Sia Christie’s sia Sotheby’s dicono di non avere in programma il trasferimento di nessuna delle loro attività verso il continente. «Nei prossimi mesi lavoreremo a stretto contatto con il Governo e le altre istituzioni nel mondo del commercio. Una volta che il processo politico si farà più chiaro, allineeremo la nostra condotta ai nuovi modelli legislativi», dichiara una portavoce di Christie’s.

L’eventualità che il Governo inglese riesca a garantire una buona Brexit al mercato dell’arte britannico, però, è un altro paio di maniche. «Al momento non ci sono state indicazioni che il Governo consideri il mercato dell’arte come qualcosa per cui vale la pena combattere, il che è allarmante vista l’importanza dei prossimi negoziati», dice lo storico dell’arte e mercante di Edimburgo Bendor Grosvenor. «Chi pensa che sia sufficiente presentare una semplice “wish list”, come se non fossimo in competizione con altre lobby e interessi, è ingenuo». Il Department for Culture, Media and Sport (l’ufficio governativo britannico competente) non ha commentato.

Resta da valutare l’impatto sul sistema fiscale attualmente regolato dall’Ue. COme per l’Iva sull’importazione, attualmente al 5% nel Regno Unito contro il 6% nella maggioranza degli altri Stati dell’Unione. 

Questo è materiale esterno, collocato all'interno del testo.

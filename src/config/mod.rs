//! Service configuration.
//!
//! The main types in this module are:
//!
//! - [`SyncConfig`]: The configuration struct holding credentials and settings
//! - [`SyncConfigBuilder`]: A builder for constructing [`SyncConfig`] instances
//! - [`ApiSecretKey`]: A validated secret key newtype with masked debug output
//! - [`ShopDomain`]: A validated merchant store domain
//! - [`HostUrl`]: A validated application host URL
//!
//! # Example
//!
//! ```rust
//! use shopsync::{SyncConfig, ApiSecretKey};
//!
//! let config = SyncConfig::builder()
//!     .api_secret_key(ApiSecretKey::new("my-secret").unwrap())
//!     .scopes("read_products,write_products")
//!     .build()
//!     .unwrap();
//!
//! assert_eq!(config.scopes(), Some("read_products,write_products"));
//! ```

mod newtypes;

pub use newtypes::{ApiSecretKey, HostUrl, ShopDomain};

use crate::error::ConfigError;

/// Default Admin API version, matching what the service was built against.
pub const DEFAULT_API_VERSION: &str = "2024-04";

/// Configuration for the sync service.
///
/// Holds the webhook signing secret, optional app credentials, and the host
/// URL the app is reachable at. The secret key is the single input to
/// webhook signature verification; everything else is plumbing for the OAuth
/// callback flow and the remote store API.
///
/// # Key Rotation
///
/// The `old_api_secret_key` field supports seamless key rotation. When
/// verifying webhook signatures, the primary key is tried first, then the
/// old key if configured, so in-flight deliveries keep verifying while a
/// rotation propagates.
///
/// # Thread Safety
///
/// `SyncConfig` is `Clone`, `Send`, and `Sync`, making it safe to share
/// across threads and async tasks.
#[derive(Clone, Debug)]
pub struct SyncConfig {
    api_key: Option<String>,
    api_secret_key: ApiSecretKey,
    old_api_secret_key: Option<ApiSecretKey>,
    scopes: Option<String>,
    host: Option<HostUrl>,
    api_version: String,
}

impl SyncConfig {
    /// Creates a new builder for constructing a `SyncConfig`.
    #[must_use]
    pub fn builder() -> SyncConfigBuilder {
        SyncConfigBuilder::new()
    }

    /// Loads the configuration from the environment.
    ///
    /// Reads `SHOPIFY_API_SECRET` (required), `SHOPIFY_API_KEY`,
    /// `SHOPIFY_APP_URL`, `SHOPIFY_SCOPES`, and `SHOPIFY_API_VERSION`.
    ///
    /// # Errors
    ///
    /// Returns [`ConfigError::MissingEnvVar`] if `SHOPIFY_API_SECRET` is
    /// unset, or [`ConfigError::InvalidHostUrl`] if `SHOPIFY_APP_URL` does
    /// not parse.
    pub fn from_env() -> Result<Self, ConfigError> {
        let secret = std::env::var("SHOPIFY_API_SECRET").map_err(|_| ConfigError::MissingEnvVar {
            name: "SHOPIFY_API_SECRET",
        })?;

        let mut builder = Self::builder().api_secret_key(ApiSecretKey::new(secret)?);

        if let Ok(key) = std::env::var("SHOPIFY_API_KEY") {
            builder = builder.api_key(key);
        }
        if let Ok(url) = std::env::var("SHOPIFY_APP_URL") {
            builder = builder.host(HostUrl::new(url)?);
        }
        if let Ok(scopes) = std::env::var("SHOPIFY_SCOPES") {
            builder = builder.scopes(scopes);
        }
        if let Ok(version) = std::env::var("SHOPIFY_API_VERSION") {
            builder = builder.api_version(version);
        }

        builder.build()
    }

    /// Returns the API key, if configured.
    #[must_use]
    pub fn api_key(&self) -> Option<&str> {
        self.api_key.as_deref()
    }

    /// Returns the API secret key.
    #[must_use]
    pub const fn api_secret_key(&self) -> &ApiSecretKey {
        &self.api_secret_key
    }

    /// Returns the old API secret key, if configured.
    ///
    /// This is used during key rotation to verify webhook signatures
    /// created with the previous secret key.
    #[must_use]
    pub const fn old_api_secret_key(&self) -> Option<&ApiSecretKey> {
        self.old_api_secret_key.as_ref()
    }

    /// Returns the comma-separated OAuth scope string, if configured.
    #[must_use]
    pub fn scopes(&self) -> Option<&str> {
        self.scopes.as_deref()
    }

    /// Returns the host URL, if configured.
    #[must_use]
    pub const fn host(&self) -> Option<&HostUrl> {
        self.host.as_ref()
    }

    /// Returns the Admin API version string.
    #[must_use]
    pub fn api_version(&self) -> &str {
        &self.api_version
    }
}

// Verify SyncConfig is Send + Sync at compile time
const _: fn() = || {
    const fn assert_send_sync<T: Send + Sync>() {}
    assert_send_sync::<SyncConfig>();
};

/// Builder for constructing [`SyncConfig`] instances.
///
/// The only required field is `api_secret_key`; everything else has a
/// sensible default.
#[derive(Debug, Default)]
pub struct SyncConfigBuilder {
    api_key: Option<String>,
    api_secret_key: Option<ApiSecretKey>,
    old_api_secret_key: Option<ApiSecretKey>,
    scopes: Option<String>,
    host: Option<HostUrl>,
    api_version: Option<String>,
}

impl SyncConfigBuilder {
    /// Creates a new builder with default values.
    #[must_use]
    pub fn new() -> Self {
        Self::default()
    }

    /// Sets the API key.
    #[must_use]
    pub fn api_key(mut self, key: impl Into<String>) -> Self {
        self.api_key = Some(key.into());
        self
    }

    /// Sets the API secret key (required).
    #[must_use]
    pub fn api_secret_key(mut self, key: ApiSecretKey) -> Self {
        self.api_secret_key = Some(key);
        self
    }

    /// Sets the old API secret key for key rotation support.
    ///
    /// When verifying webhook signatures, the primary secret key is tried
    /// first, then this one if verification fails.
    #[must_use]
    pub fn old_api_secret_key(mut self, key: ApiSecretKey) -> Self {
        self.old_api_secret_key = Some(key);
        self
    }

    /// Sets the comma-separated OAuth scope string.
    #[must_use]
    pub fn scopes(mut self, scopes: impl Into<String>) -> Self {
        self.scopes = Some(scopes.into());
        self
    }

    /// Sets the host URL.
    #[must_use]
    pub fn host(mut self, host: HostUrl) -> Self {
        self.host = Some(host);
        self
    }

    /// Sets the Admin API version.
    #[must_use]
    pub fn api_version(mut self, version: impl Into<String>) -> Self {
        self.api_version = Some(version.into());
        self
    }

    /// Builds the [`SyncConfig`], validating that required fields are set.
    ///
    /// # Errors
    ///
    /// Returns [`ConfigError::MissingRequiredField`] if `api_secret_key` is
    /// not set.
    pub fn build(self) -> Result<SyncConfig, ConfigError> {
        let api_secret_key = self
            .api_secret_key
            .ok_or(ConfigError::MissingRequiredField {
                field: "api_secret_key",
            })?;

        Ok(SyncConfig {
            api_key: self.api_key,
            api_secret_key,
            old_api_secret_key: self.old_api_secret_key,
            scopes: self.scopes,
            host: self.host,
            api_version: self
                .api_version
                .unwrap_or_else(|| DEFAULT_API_VERSION.to_string()),
        })
    }
}

#[cfg(test)]
mod tests {
    use super::*;

    #[test]
    fn test_builder_requires_api_secret_key() {
        let result = SyncConfigBuilder::new().api_key("key").build();

        assert!(matches!(
            result,
            Err(ConfigError::MissingRequiredField {
                field: "api_secret_key"
            })
        ));
    }

    #[test]
    fn test_builder_provides_sensible_defaults() {
        let config = SyncConfig::builder()
            .api_secret_key(ApiSecretKey::new("secret").unwrap())
            .build()
            .unwrap();

        assert_eq!(config.api_version(), DEFAULT_API_VERSION);
        assert!(config.api_key().is_none());
        assert!(config.scopes().is_none());
        assert!(config.host().is_none());
        assert!(config.old_api_secret_key().is_none());
    }

    #[test]
    fn test_builder_with_all_optional_fields() {
        let host = HostUrl::new("https://myapp.example.com").unwrap();

        let config = SyncConfig::builder()
            .api_key("key")
            .api_secret_key(ApiSecretKey::new("secret").unwrap())
            .old_api_secret_key(ApiSecretKey::new("old-secret").unwrap())
            .scopes("read_products,write_products")
            .host(host.clone())
            .api_version("2024-07")
            .build()
            .unwrap();

        assert_eq!(config.api_key(), Some("key"));
        assert_eq!(config.scopes(), Some("read_products,write_products"));
        assert_eq!(config.host(), Some(&host));
        assert_eq!(config.api_version(), "2024-07");
        assert_eq!(config.old_api_secret_key().unwrap().as_ref(), "old-secret");
    }

    #[test]
    fn test_config_is_send_sync() {
        fn assert_send_sync<T: Send + Sync>() {}
        assert_send_sync::<SyncConfig>();
    }
}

Il Regno Unito dovrebbe in teoria avere la libertà di rifiutare le tariffe forfettarie imposte dall’Ue e potrebbe decidere di abolire l’Iva sull’importazione di arte, o potrebbe invece optare per un più complesso sistema di tariffe, che dipenderà dal suo livello di accesso al mercato unico dell’Unione.

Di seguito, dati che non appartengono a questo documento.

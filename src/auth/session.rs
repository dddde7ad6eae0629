//! OAuth session records.
//!
//! This module provides the [`Session`] type representing one authorized
//! connection to a merchant store, produced by a successful OAuth callback
//! and persisted through [`crate::storage::SessionStorage`].

use crate::config::ShopDomain;
use chrono::{DateTime, Utc};
use rand::distributions::Alphanumeric;
use rand::Rng;
use serde::{Deserialize, Serialize};
use serde_json::Value;

/// A credential-bearing session for a merchant store.
///
/// Sessions can be either offline (app-level, non-expiring) or online
/// (user-specific, expiring). Multiple sessions may exist for one store, but
/// a session id identifies exactly one record.
///
/// The `payload` field round-trips the full platform-supplied session
/// document so fields this service does not model survive a store/load
/// cycle unchanged.
///
/// # Example
///
/// ```rust
/// use shopsync::{Session, ShopDomain};
///
/// let shop = ShopDomain::new("my-store").unwrap();
/// let session = Session::new(
///     Session::offline_id(&shop),
///     shop,
///     "access-token".to_string(),
///     Some("read_products".to_string()),
///     false,
///     None,
/// );
///
/// assert!(session.is_active());
/// assert!(!session.expired());
/// ```
#[derive(Clone, Debug, Serialize, Deserialize)]
pub struct Session {
    /// Unique identifier for this session.
    pub id: String,

    /// The store this session is for.
    pub shop: ShopDomain,

    /// The access token for API authentication.
    pub access_token: String,

    /// The comma-separated OAuth scope string granted to this session.
    pub scope: Option<String>,

    /// Whether this is an online (user-specific) session.
    pub is_online: bool,

    /// When this session expires. Offline sessions have no expiry.
    pub expires: Option<DateTime<Utc>>,

    /// The full platform-supplied session document, stored verbatim.
    #[serde(skip_serializing_if = "Option::is_none")]
    pub payload: Option<Value>,
}

impl Session {
    /// Creates a new session with the specified parameters.
    #[must_use]
    pub const fn new(
        id: String,
        shop: ShopDomain,
        access_token: String,
        scope: Option<String>,
        is_online: bool,
        expires: Option<DateTime<Utc>>,
    ) -> Self {
        Self {
            id,
            shop,
            access_token,
            scope,
            is_online,
            expires,
            payload: None,
        }
    }

    /// Attaches the full opaque session payload.
    #[must_use]
    pub fn with_payload(mut self, payload: Value) -> Self {
        self.payload = Some(payload);
        self
    }

    /// Returns the canonical id for a store's offline session.
    ///
    /// Offline sessions are one-per-store, so the id is derived from the
    /// store domain rather than generated.
    #[must_use]
    pub fn offline_id(shop: &ShopDomain) -> String {
        format!("offline_{}", shop.as_ref())
    }

    /// Generates an id for an online (user-specific) session.
    ///
    /// Online sessions are per-user, so the id carries a random suffix to
    /// keep concurrent users of the same store distinct.
    #[must_use]
    pub fn generate_online_id(shop: &ShopDomain) -> String {
        let suffix: String = rand::thread_rng()
            .sample_iter(&Alphanumeric)
            .take(16)
            .map(char::from)
            .collect();
        format!("online_{}_{}", shop.as_ref(), suffix)
    }

    /// Returns `true` if this session has expired.
    ///
    /// Sessions without an expiration time are considered never expired.
    #[must_use]
    pub fn expired(&self) -> bool {
        self.expires.is_some_and(|expires| Utc::now() > expires)
    }

    /// Returns `true` if this session is active (not expired and has an
    /// access token).
    #[must_use]
    pub fn is_active(&self) -> bool {
        !self.access_token.is_empty() && !self.expired()
    }
}

// Verify Session is Send + Sync at compile time
const _: fn() = || {
    const fn assert_send_sync<T: Send + Sync>() {}
    assert_send_sync::<Session>();
};

#[cfg(test)]
mod tests {
    use super::*;
    use chrono::Duration;
    use serde_json::json;

    fn shop() -> ShopDomain {
        ShopDomain::new("test-shop").unwrap()
    }

    #[test]
    fn test_session_expired() {
        let expired = Session::new(
            "id".to_string(),
            shop(),
            "token".to_string(),
            None,
            true,
            Some(Utc::now() - Duration::hours(1)),
        );
        assert!(expired.expired());

        let valid = Session::new(
            "id".to_string(),
            shop(),
            "token".to_string(),
            None,
            true,
            Some(Utc::now() + Duration::hours(1)),
        );
        assert!(!valid.expired());

        let no_expiry = Session::new(
            "id".to_string(),
            shop(),
            "token".to_string(),
            None,
            false,
            None,
        );
        assert!(!no_expiry.expired());
    }

    #[test]
    fn test_session_is_active() {
        let active = Session::new(
            "id".to_string(),
            shop(),
            "token".to_string(),
            None,
            false,
            None,
        );
        assert!(active.is_active());

        let no_token = Session::new(
            "id".to_string(),
            shop(),
            String::new(),
            None,
            false,
            None,
        );
        assert!(!no_token.is_active());
    }

    #[test]
    fn test_offline_id_is_deterministic() {
        assert_eq!(
            Session::offline_id(&shop()),
            "offline_test-shop.myshopify.com"
        );
        assert_eq!(Session::offline_id(&shop()), Session::offline_id(&shop()));
    }

    #[test]
    fn test_online_ids_are_distinct() {
        let a = Session::generate_online_id(&shop());
        let b = Session::generate_online_id(&shop());
        assert!(a.starts_with("online_test-shop.myshopify.com_"));
        assert_ne!(a, b);
    }

    #[test]
    fn test_session_round_trips_through_json() {
        let session = Session::new(
            "offline_test-shop.myshopify.com".to_string(),
            shop(),
            "token".to_string(),
            Some("read_products".to_string()),
            false,
            None,
        )
        .with_payload(json!({"onlineAccessInfo": {"associated_user": {"id": 42}}}));

        let encoded = serde_json::to_string(&session).unwrap();
        let decoded: Session = serde_json::from_str(&encoded).unwrap();

        assert_eq!(decoded.id, session.id);
        assert_eq!(decoded.shop, session.shop);
        assert_eq!(decoded.access_token, "token");
        assert_eq!(decoded.payload, session.payload);
    }

    #[test]
    fn test_session_is_send_sync() {
        fn assert_send_sync<T: Send + Sync>() {}
        assert_send_sync::<Session>();
    }
}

«L’Iva sull’importazione attualmente viene pagata solo dai mercanti che vendono un’opera importata all’interno della Ue. Se questa viene riesportata, come accade spesso, non si pagano tasse. Ma è possibile detenere le opere importate temporaneamente, solo per un certo periodo», spiega Guy Stair Sainty, mercante e specialista di pittura antica europea. «Se il Governo non abolisce l’Iva sull’importazione, prenderò in considerazione l’idea di andarmene dal Regno Unito perché il 95% del mio inventario viene dalla Ue, il che significa che dovrebbe essere vincolato o in importazione temporanea», aggiunge.

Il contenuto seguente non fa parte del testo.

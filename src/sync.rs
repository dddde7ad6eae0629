//! Product synchronization.
//!
//! Pulls the full product list for a store and mirrors it locally. Sync
//! stores what it can: a product that fails to map or upsert is counted
//! and logged, and the loop continues with the rest.

use thiserror::Error;
use tracing::{info, warn};

use crate::auth::Session;
use crate::remote::{RemoteStoreApi, UpstreamError};
use crate::storage::{ProductMirror, ProductRecord};

/// Errors that abort a product sync before any product is written.
#[derive(Debug, Error)]
pub enum SyncError {
    /// The product list could not be fetched.
    #[error(transparent)]
    Upstream(#[from] UpstreamError),
}

/// Counts from one sync run.
#[derive(Debug, Clone, Copy, Default, PartialEq, Eq)]
pub struct SyncReport {
    /// Products the remote API returned.
    pub fetched: usize,
    /// Products upserted into the mirror.
    pub upserted: usize,
    /// Payloads without a numeric id, skipped.
    pub skipped: usize,
    /// Upsert attempts that failed; logged, loop continued.
    pub failed: usize,
}

/// Fetches the store's products and upserts each into the mirror.
///
/// # Errors
///
/// Returns [`SyncError::Upstream`] when the product list cannot be
/// fetched; nothing has been written at that point. Per-product failures
/// never abort the run — they are counted in the report instead.
pub async fn sync_products(
    session: &Session,
    remote: &dyn RemoteStoreApi,
    mirror: &dyn ProductMirror,
) -> Result<SyncReport, SyncError> {
    let shop = &session.shop;
    let payloads = remote.fetch_product_list(session).await?;

    let mut report = SyncReport {
        fetched: payloads.len(),
        ..SyncReport::default()
    };

    for payload in &payloads {
        let Some(record) = ProductRecord::from_payload(shop, payload) else {
            warn!(shop = %shop, "Skipping product payload without a numeric id");
            report.skipped += 1;
            continue;
        };
        let product_id = record.product_id;

        match mirror.upsert_product(record).await {
            Ok(()) => report.upserted += 1,
            Err(err) => {
                warn!(shop = %shop, product_id, %err, "Failed to mirror product during sync");
                report.failed += 1;
            }
        }
    }

    info!(
        shop = %shop,
        fetched = report.fetched,
        upserted = report.upserted,
        skipped = report.skipped,
        failed = report.failed,
        "Product sync finished"
    );
    Ok(report)
}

L’avvocato esperto d’arte Pierre Valentin, che opera a Londra, spiega che spostare le opere dal Regno Unito all’Ue potrebbe far scattare l’Iva sull’importazione quando entrano in Europa. «Se succedesse, scoraggerebbe i cittadini europei a comprare arte nel Regno Unito».

Un altro tema controverso, affrontato dall’Ue, è il diritto di rivendita degli artisti (Diritto di seguito in Europa, Artists’ Resale Right in Gran Bretagna). Dal 2011, mercanti e case d’asta negli Stati membri, compreso il Regno Unito, devono versare agli eredi o agli «estates» degli artisti deceduti negli ultimi settant’anni fino al 4% del prezzo di vendita di opere scambiate a più di mille euro. Diversi professionisti britannici, convinti che questa legge sia sfavorevole nei confronti di artisti meno noti, ora sperano che venga rivista, anche se artisti e «estates» lotteranno per mantenere queste royalty.

Nathan evidenzia anche la preoccupazione per la potenziale mancanza di libertà di artisti e gallerie di ricollocarsi liberamente tra Londra e l’Ue, sottolineando la crescente polarità tra il mercato dell’arte primario e quello secondario: «Potremmo assistere a una crescita del mercato secondario e a una sofferenza di quello primario. In definitiva sono i collezionisti che guidano il mercato e le attuali fluttuazioni potrebbero avere proprio su di loro l’impatto più forte».